Records from a collection
╭──

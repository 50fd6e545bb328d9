//! Raw schema definitions as delivered by the schema source.
//!
//! Shape: component → tabs → sections → fields. Maps keep their source order,
//! which later decides component resolution and score tie-breaking.

use indexmap::IndexMap;
use serde::de::DeserializeOwned;
use serde::{Deserialize, Deserializer, Serialize};
use serde_json::Value;
use tracing::warn;

#[derive(Debug, Clone, Default, PartialEq, Serialize, Deserialize)]
pub struct RawSchema {
    #[serde(default)]
    pub label: String,
    #[serde(default)]
    pub aliases: Vec<String>,
    #[serde(default, deserialize_with = "lenient_map")]
    pub tabs: IndexMap<String, RawTab>,
}

#[derive(Debug, Clone, Default, PartialEq, Serialize, Deserialize)]
pub struct RawTab {
    #[serde(default, deserialize_with = "lenient_map")]
    pub sections: IndexMap<String, RawSection>,
}

#[derive(Debug, Clone, Default, PartialEq, Serialize, Deserialize)]
pub struct RawSection {
    #[serde(default)]
    pub label: Option<String>,
    /// A section without a field map contributes nothing to the index
    #[serde(default, deserialize_with = "lenient_optional_map")]
    pub fields: Option<IndexMap<String, RawField>>,
}

#[derive(Debug, Clone, Default, PartialEq, Serialize, Deserialize)]
pub struct RawField {
    #[serde(default)]
    pub label: Option<String>,
    #[serde(rename = "type", default)]
    pub field_type: Option<String>,
    /// Option key → display value. Non-string display values are stringified.
    #[serde(default)]
    pub options: Option<IndexMap<String, Value>>,
    #[serde(default)]
    pub responsive: Option<bool>,
    #[serde(default)]
    pub default: Option<Value>,
}

/// Keep the entries that fit `T`; a malformed entry drops only itself.
fn retain_valid<T: DeserializeOwned>(raw: IndexMap<String, Value>) -> IndexMap<String, T> {
    raw.into_iter()
        .filter_map(|(key, value)| match serde_json::from_value(value) {
            Ok(parsed) => Some((key, parsed)),
            Err(e) => {
                warn!("Skipping malformed schema entry {}: {}", key, e);
                None
            }
        })
        .collect()
}

fn lenient_map<'de, D, T>(deserializer: D) -> Result<IndexMap<String, T>, D::Error>
where
    D: Deserializer<'de>,
    T: DeserializeOwned,
{
    IndexMap::<String, Value>::deserialize(deserializer).map(retain_valid)
}

fn lenient_optional_map<'de, D, T>(deserializer: D) -> Result<Option<IndexMap<String, T>>, D::Error>
where
    D: Deserializer<'de>,
    T: DeserializeOwned,
{
    Option::<IndexMap<String, Value>>::deserialize(deserializer).map(|raw| raw.map(retain_valid))
}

╰──

-- Aim of the exercise --
Search the entries above for "DeserializeOwned". Show every line that has it.

-- Final answer --
use serde::de::DeserializeOwned;
fn retain_valid<T: DeserializeOwned>(raw: IndexMap<String, Value>) -> IndexMap<String, T> {
    T: DeserializeOwned,
    T: DeserializeOwned,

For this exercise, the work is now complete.